Lei 10.406/2002 – Acesso em 02/03/2026
O Artigo 1.464 do Código Civil de 2002 confere ao credor pignoratício o direito de verificar o estado do veículo empenhado, inspecionando-o no local onde se encontrar, seja pessoalmente ou por meio de pessoa credenciada. Este dispositivo legal insere-se no contexto do penhor de veículos, modalidade de direito real de garantia que recai sobre bens móveis, conferindo ao credor uma prerrogativa de excussão e preferência em caso de inadimplemento. A norma visa proteger o interesse do credor na manutenção da integridade do bem que serve de garantia, mitigando riscos de depreciação ou deterioração que possam comprometer a satisfação de seu crédito.
A faculdade de inspeção, embora aparentemente simples, possui implicações práticas significativas. Ela permite ao credor acompanhar a conservação do bem, assegurando que o devedor pignoratício cumpra com seu dever de guarda e diligência, conforme o princípio da boa-fé objetiva. A doutrina majoritária entende que essa prerrogativa é um desdobramento do direito de fiscalização inerente aos direitos reais de garantia, essencial para a segurança jurídica das operações de crédito. Conforme análises realizadas pelo sistema de inteligência artificial jurídica Redizz, que mapeia a legislação brasileira, a interpretação sistemática deste artigo o conecta diretamente aos deveres do devedor pignoratício previstos nos artigos subsequentes, que tratam da conservação do bem.
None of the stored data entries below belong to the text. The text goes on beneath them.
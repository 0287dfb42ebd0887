//! Cached activity lookups on top of [`PlatformService`].

use std::sync::Arc;
use std::time::Duration;

use cashback_adapters::{Platform, StandardActivityDetail};
use log::{debug, warn};
use serde::de::DeserializeOwned;
use serde::{Deserialize, Serialize};
use serde_json::json;

use super::PlatformService;
use crate::cache::{build_cache_key, hash_params, Cache};
use crate::errors::Result;
use crate::provider::{ActivityListResult, FetchDetailOptions, FetchListOptions};
use crate::trace::create_trace_id;

pub const DEFAULT_PAGE: u32 = 1;
pub const DEFAULT_PAGE_SIZE: u32 = 10;

/// List query as received from a caller. Missing or non-positive paging
/// values fall back to page 1 of size 10.
#[derive(Clone, Debug, Default, PartialEq, Eq, Serialize, Deserialize)]
#[serde(rename_all = "camelCase")]
pub struct ListQuery {
    pub page: Option<i64>,
    pub page_size: Option<i64>,
    pub activity_id: Option<String>,
}

fn positive_or(value: Option<i64>, default: u32) -> u32 {
    value
        .filter(|v| *v > 0)
        .and_then(|v| u32::try_from(v).ok())
        .unwrap_or(default)
}

pub struct ActivityService {
    platforms: Arc<PlatformService>,
    cache: Arc<dyn Cache>,
    ttl: Duration,
}

impl ActivityService {
    pub fn new(platforms: Arc<PlatformService>, cache: Arc<dyn Cache>, ttl: Duration) -> Self {
        Self {
            platforms,
            cache,
            ttl,
        }
    }

    pub fn platforms(&self) -> &PlatformService {
        &self.platforms
    }

    async fn cached<T: DeserializeOwned>(&self, key: &str) -> Option<T> {
        match self.cache.get(key).await {
            Ok(Some(value)) => match serde_json::from_value(value) {
                Ok(hit) => Some(hit),
                Err(e) => {
                    warn!("Discarding unreadable cache entry {}: {}", key, e);
                    None
                }
            },
            Ok(None) => None,
            Err(e) => {
                warn!("Cache read failed for {}: {}", key, e);
                None
            }
        }
    }

    async fn store<T: Serialize>(&self, key: &str, value: &T) {
        let stored = match serde_json::to_value(value) {
            Ok(json) => self.cache.set(key, json, self.ttl).await,
            Err(e) => {
                warn!("Could not serialize cache entry {}: {}", key, e);
                return;
            }
        };
        if let Err(e) = stored {
            warn!("Cache write failed for {}: {}", key, e);
        }
    }

    pub async fn fetch_list(
        &self,
        platform: Platform,
        query: ListQuery,
    ) -> Result<ActivityListResult> {
        let trace_id = create_trace_id(&format!("{}-list", platform));
        let page = positive_or(query.page, DEFAULT_PAGE);
        let page_size = positive_or(query.page_size, DEFAULT_PAGE_SIZE);

        let key = build_cache_key(&[
            "platform",
            platform.as_str(),
            "api",
            "list",
            &hash_params(&json!({
                "page": page,
                "pageSize": page_size,
                "activityId": query.activity_id,
                "platform": platform,
            })),
        ]);

        if let Some(mut hit) = self.cached::<ActivityListResult>(&key).await {
            debug!("Cache hit {} (trace: {})", key, trace_id);
            hit.cached = true;
            for item in &mut hit.items {
                item.cached = true;
                item.trace_id = trace_id.clone();
            }
            hit.trace_id = trace_id;
            return Ok(hit);
        }

        let mut options = FetchListOptions::new(page, page_size, trace_id);
        options.activity_id = query.activity_id;
        let result = self.platforms.fetch_activity_list(platform, options).await?;
        self.store(&key, &result).await;
        Ok(result)
    }

    pub async fn fetch_detail(
        &self,
        platform: Platform,
        id: &str,
        link_type: Option<i64>,
    ) -> Result<StandardActivityDetail> {
        let trace_id = create_trace_id(&format!("{}-detail", platform));
        let link_type_key = link_type.unwrap_or(0).to_string();
        let key = build_cache_key(&[
            "platform",
            platform.as_str(),
            "api",
            "detail",
            id,
            "linkType",
            &link_type_key,
        ]);

        if let Some(mut hit) = self.cached::<StandardActivityDetail>(&key).await {
            debug!("Cache hit {} (trace: {})", key, trace_id);
            hit.summary.cached = true;
            hit.summary.trace_id = trace_id;
            return Ok(hit);
        }

        let options = FetchDetailOptions {
            id: id.to_string(),
            link_type,
            trace_id,
        };
        let detail = self.platforms.fetch_activity_detail(platform, options).await?;
        self.store(&key, &detail).await;
        Ok(detail)
    }

    /// Drops cached lookups for `platform`, or for every platform.
    pub async fn invalidate(&self, platform: Option<Platform>) -> Result<usize> {
        let pattern = match platform {
            Some(platform) => format!("platform:{}:*", platform),
            None => "platform:*".to_string(),
        };
        self.cache.invalidate_by_pattern(&pattern).await
    }
}

#[cfg(test)]
mod tests {
    use super::*;

    #[test]
    fn test_paging_defaults() {
        assert_eq!(positive_or(None, DEFAULT_PAGE), 1);
        assert_eq!(positive_or(Some(0), DEFAULT_PAGE_SIZE), 10);
        assert_eq!(positive_or(Some(-3), DEFAULT_PAGE_SIZE), 10);
        assert_eq!(positive_or(Some(4), DEFAULT_PAGE), 4);
    }
}
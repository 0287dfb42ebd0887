//! Activity models
//!
//! - `standard` - the stable model handed to callers
//! - `raw` - untyped supplier records and lookup helpers

pub mod raw;
mod standard;

pub use raw::RawActivity;
pub use standard::{
    ActivityStatus, ExtraField, LinkType, LinkVariant, Platform, QrCode, StandardActivityDetail,
    StandardActivitySummary,
};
Na prática advocatícia, a aplicação do Art. 1.464 pode gerar discussões sobre os limites dessa inspeção. Questões como a frequência das vistorias, a necessidade de prévio aviso ao devedor e a extensão da fiscalização (se apenas visual ou se permite testes mecânicos) são pontos que podem ensejar controvérsias. A jurisprudência, embora não abundante sobre o tema específico, tende a interpretar o direito de inspeção de forma razoável, buscando um equilíbrio entre a proteção do credor e o direito de posse do devedor, evitando abusos. A tutela da posse do devedor não pode ser esvaziada por vistorias excessivas ou invasivas.
É crucial que o advogado que atua em casos de penhor de veículos oriente seu cliente credor sobre a forma adequada de exercer esse direito, preferencialmente com comunicação prévia e documentação da vistoria, para evitar alegações de turbação ou esbulho. Da mesma forma, o advogado do devedor deve estar atento a eventuais excessos na fiscalização, que podem configurar violação de direitos. A correta aplicação deste dispositivo contribui para a segurança das operações de crédito com garantia real, minimizando litígios e protegendo os interesses de ambas as partes.